*** Opening Data section ***

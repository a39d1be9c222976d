//! Fare, ETA and fuel estimation for a requested ride.
//!
//! Formula: `raw = base_fare + per_km_rate * km * multiplier(category) + surge`,
//! where surge is drawn uniformly from `[0, max_surge_fraction * distance_fare]`.
//! The promo ledger then discounts the raw fare.

use serde::{Deserialize, Serialize};

use crate::config::{ensure_non_negative, ensure_ordered};
use crate::error::{RideError, RideResult};
use crate::model::{CarCategory, FareEstimate};
use crate::promo::PromoLedger;
use crate::random::RandomSource;

/// Base fare in currency units.
pub const BASE_FARE: f64 = 30.0;

/// Per-kilometer rate in currency units.
pub const PER_KM_RATE: f64 = 10.0;

/// Per-category rate: fare multiplier and fuel burn.
#[derive(Debug, Clone, Copy, PartialEq, Serialize, Deserialize)]
pub struct CategoryRate {
    pub multiplier: f64,
    pub liters_per_km: f64,
}

#[derive(Debug, Clone, Copy, PartialEq, Serialize, Deserialize)]
#[serde(default)]
pub struct PricingConfig {
    pub base_fare: f64,
    pub per_km_rate: f64,
    /// Upper bound of surge as a fraction of the distance fare.
    pub max_surge_fraction: f64,
    pub compact: CategoryRate,
    pub sedan: CategoryRate,
    pub suv: CategoryRate,
    pub eta_base_minutes: f64,
    pub eta_min_per_km: f64,
    pub eta_max_per_km: f64,
    pub min_eta_minutes: u32,
}

impl Default for PricingConfig {
    fn default() -> Self {
        Self {
            base_fare: BASE_FARE,
            per_km_rate: PER_KM_RATE,
            max_surge_fraction: 0.5,
            compact: CategoryRate {
                multiplier: 1.0,
                liters_per_km: 0.07,
            },
            sedan: CategoryRate {
                multiplier: 1.3,
                liters_per_km: 0.09,
            },
            suv: CategoryRate {
                multiplier: 1.6,
                liters_per_km: 0.12,
            },
            eta_base_minutes: 2.0,
            eta_min_per_km: 2.0,
            eta_max_per_km: 5.0,
            min_eta_minutes: 2,
        }
    }
}

impl PricingConfig {
    pub fn rate(&self, category: CarCategory) -> CategoryRate {
        match category {
            CarCategory::Compact => self.compact,
            CarCategory::Sedan => self.sedan,
            CarCategory::Suv => self.suv,
        }
    }

    pub fn with_base_fare(mut self, base_fare: f64) -> Self {
        self.base_fare = base_fare;
        self
    }

    pub fn with_max_surge_fraction(mut self, fraction: f64) -> Self {
        self.max_surge_fraction = fraction.max(0.0);
        self
    }

    pub fn validate(&self) -> RideResult<()> {
        ensure_non_negative("base_fare", self.base_fare)?;
        ensure_non_negative("per_km_rate", self.per_km_rate)?;
        ensure_non_negative("max_surge_fraction", self.max_surge_fraction)?;
        for (name, rate) in [
            ("compact", self.compact),
            ("sedan", self.sedan),
            ("suv", self.suv),
        ] {
            ensure_non_negative(&format!("{name}.multiplier"), rate.multiplier)?;
            ensure_non_negative(&format!("{name}.liters_per_km"), rate.liters_per_km)?;
        }
        ensure_non_negative("eta_base_minutes", self.eta_base_minutes)?;
        ensure_non_negative("eta_min_per_km", self.eta_min_per_km)?;
        ensure_ordered(
            "eta_min_per_km",
            self.eta_min_per_km,
            "eta_max_per_km",
            self.eta_max_per_km,
        )
    }
}

/// Round a currency or volume amount to two decimals.
pub fn round2(value: f64) -> f64 {
    (value * 100.0).round() / 100.0
}

#[derive(Debug, Clone, Default)]
pub struct FareEstimator {
    config: PricingConfig,
}

impl FareEstimator {
    pub fn new(config: PricingConfig) -> Self {
        Self { config }
    }

    /// Quote a ride. The only side effect is consuming one use of `promo_code`
    /// when it applies.
    pub fn estimate(
        &self,
        distance_km: u32,
        category: CarCategory,
        promo_code: Option<&str>,
        promos: &PromoLedger,
        rng: &dyn RandomSource,
    ) -> RideResult<FareEstimate> {
        if distance_km == 0 {
            return Err(RideError::InvalidInput(
                "distance must be at least 1 km".to_string(),
            ));
        }
        let km = f64::from(distance_km);
        let rate = self.config.rate(category);

        let base_fare = self.config.base_fare;
        let distance_fare = self.config.per_km_rate * km * rate.multiplier;
        let surge_amount = round2(rng.uniform(0.0, self.config.max_surge_fraction * distance_fare));
        let raw_fare = base_fare + distance_fare + surge_amount;

        let discount = promos.apply(promo_code, raw_fare);

        let per_km = rng.uniform(self.config.eta_min_per_km, self.config.eta_max_per_km);
        let eta = (self.config.eta_base_minutes + km * per_km).round().max(0.0) as u32;

        Ok(FareEstimate {
            base_fare,
            distance_fare,
            surge_amount,
            promo_discount: discount.discount,
            final_fare: round2(discount.fare).max(0.0),
            eta_minutes: eta.max(self.config.min_eta_minutes),
            estimated_fuel_liters: round2(rate.liters_per_km * km),
            promo_code: discount.code,
        })
    }
}

#[cfg(test)]
mod tests {
    use super::*;
    use crate::random::{SeededRandom, ThreadRandom};
    use crate::test_helpers::FixedRandom;

    #[test]
    fn fare_includes_base_distance_and_surge() {
        let estimator = FareEstimator::default();
        let promos = PromoLedger::default();
        // Fixed fraction 0.5 of each range: surge = 0.25 * distance fare, eta rate 3.5/km.
        let rng = FixedRandom::new(0.5);

        let estimate = estimator
            .estimate(10, CarCategory::Sedan, None, &promos, &rng)
            .expect("estimate");

        assert_eq!(estimate.base_fare, 30.0);
        assert!((estimate.distance_fare - 130.0).abs() < 1e-9);
        assert_eq!(estimate.surge_amount, 32.5);
        assert_eq!(estimate.final_fare, 192.5);
        assert_eq!(estimate.promo_discount, 0.0);
        assert_eq!(estimate.eta_minutes, 37);
        assert_eq!(estimate.estimated_fuel_liters, 0.9);
        assert_eq!(estimate.promo_code, None);
    }

    #[test]
    fn fuel_rate_depends_on_category() {
        let estimator = FareEstimator::default();
        let promos = PromoLedger::default();
        let rng = FixedRandom::new(0.0);
        let fuel = |category| {
            estimator
                .estimate(7, category, None, &promos, &rng)
                .expect("estimate")
                .estimated_fuel_liters
        };
        assert_eq!(fuel(CarCategory::Compact), 0.49);
        assert_eq!(fuel(CarCategory::Sedan), 0.63);
        assert_eq!(fuel(CarCategory::Suv), 0.84);
    }

    #[test]
    fn estimates_stay_within_bounds() {
        let estimator = FareEstimator::default();
        let promos = PromoLedger::default();
        let rng = SeededRandom::new(7);
        for km in [1, 2, 5, 25, 120] {
            for category in CarCategory::ALL {
                let estimate = estimator
                    .estimate(km, category, None, &promos, &rng)
                    .expect("estimate");
                assert!(estimate.final_fare >= 0.0);
                assert!(estimate.eta_minutes >= 2);
                assert!(estimate.surge_amount >= 0.0);
                assert!(estimate.surge_amount <= 0.5 * estimate.distance_fare + 0.005);
            }
        }
    }

    #[test]
    fn promo_discount_is_applied_once() {
        let estimator = FareEstimator::default();
        let promos = PromoLedger::default();
        promos.add_promo("first50", 50.0, 1).expect("promo");
        let rng = FixedRandom::new(0.0);

        let first = estimator
            .estimate(10, CarCategory::Compact, Some("FIRST50"), &promos, &rng)
            .expect("estimate");
        assert_eq!(first.final_fare, 65.0);
        assert_eq!(first.promo_discount, 65.0);
        assert_eq!(first.promo_code.as_deref(), Some("FIRST50"));

        let second = estimator
            .estimate(10, CarCategory::Compact, Some("first50"), &promos, &rng)
            .expect("estimate");
        assert_eq!(second.final_fare, 130.0);
        assert_eq!(second.promo_discount, 0.0);
        assert_eq!(second.promo_code, None);
    }

    #[test]
    fn surge_and_base_fare_follow_config() {
        let config = PricingConfig::default()
            .with_base_fare(50.0)
            .with_max_surge_fraction(0.0);
        let estimator = FareEstimator::new(config);
        let promos = PromoLedger::default();
        let estimate = estimator
            .estimate(10, CarCategory::Compact, None, &promos, &FixedRandom::new(1.0))
            .expect("estimate");
        assert_eq!(estimate.base_fare, 50.0);
        assert_eq!(estimate.surge_amount, 0.0);
        assert_eq!(estimate.final_fare, 150.0);

        assert_eq!(
            PricingConfig::default().with_max_surge_fraction(-1.0).max_surge_fraction,
            0.0
        );
    }

    #[test]
    fn zero_distance_is_rejected() {
        let result = FareEstimator::default().estimate(
            0,
            CarCategory::Sedan,
            None,
            &PromoLedger::default(),
            &ThreadRandom,
        );
        assert!(matches!(result, Err(RideError::InvalidInput(_))));
    }
}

*** Closing Data section ***

Work order: In the entries above, identify each line that includes the string "RideResult", then copy it.

Exercise response:
use crate::error::{RideError, RideResult};
    pub fn validate(&self) -> RideResult<()> {
    ) -> RideResult<FareEstimate> {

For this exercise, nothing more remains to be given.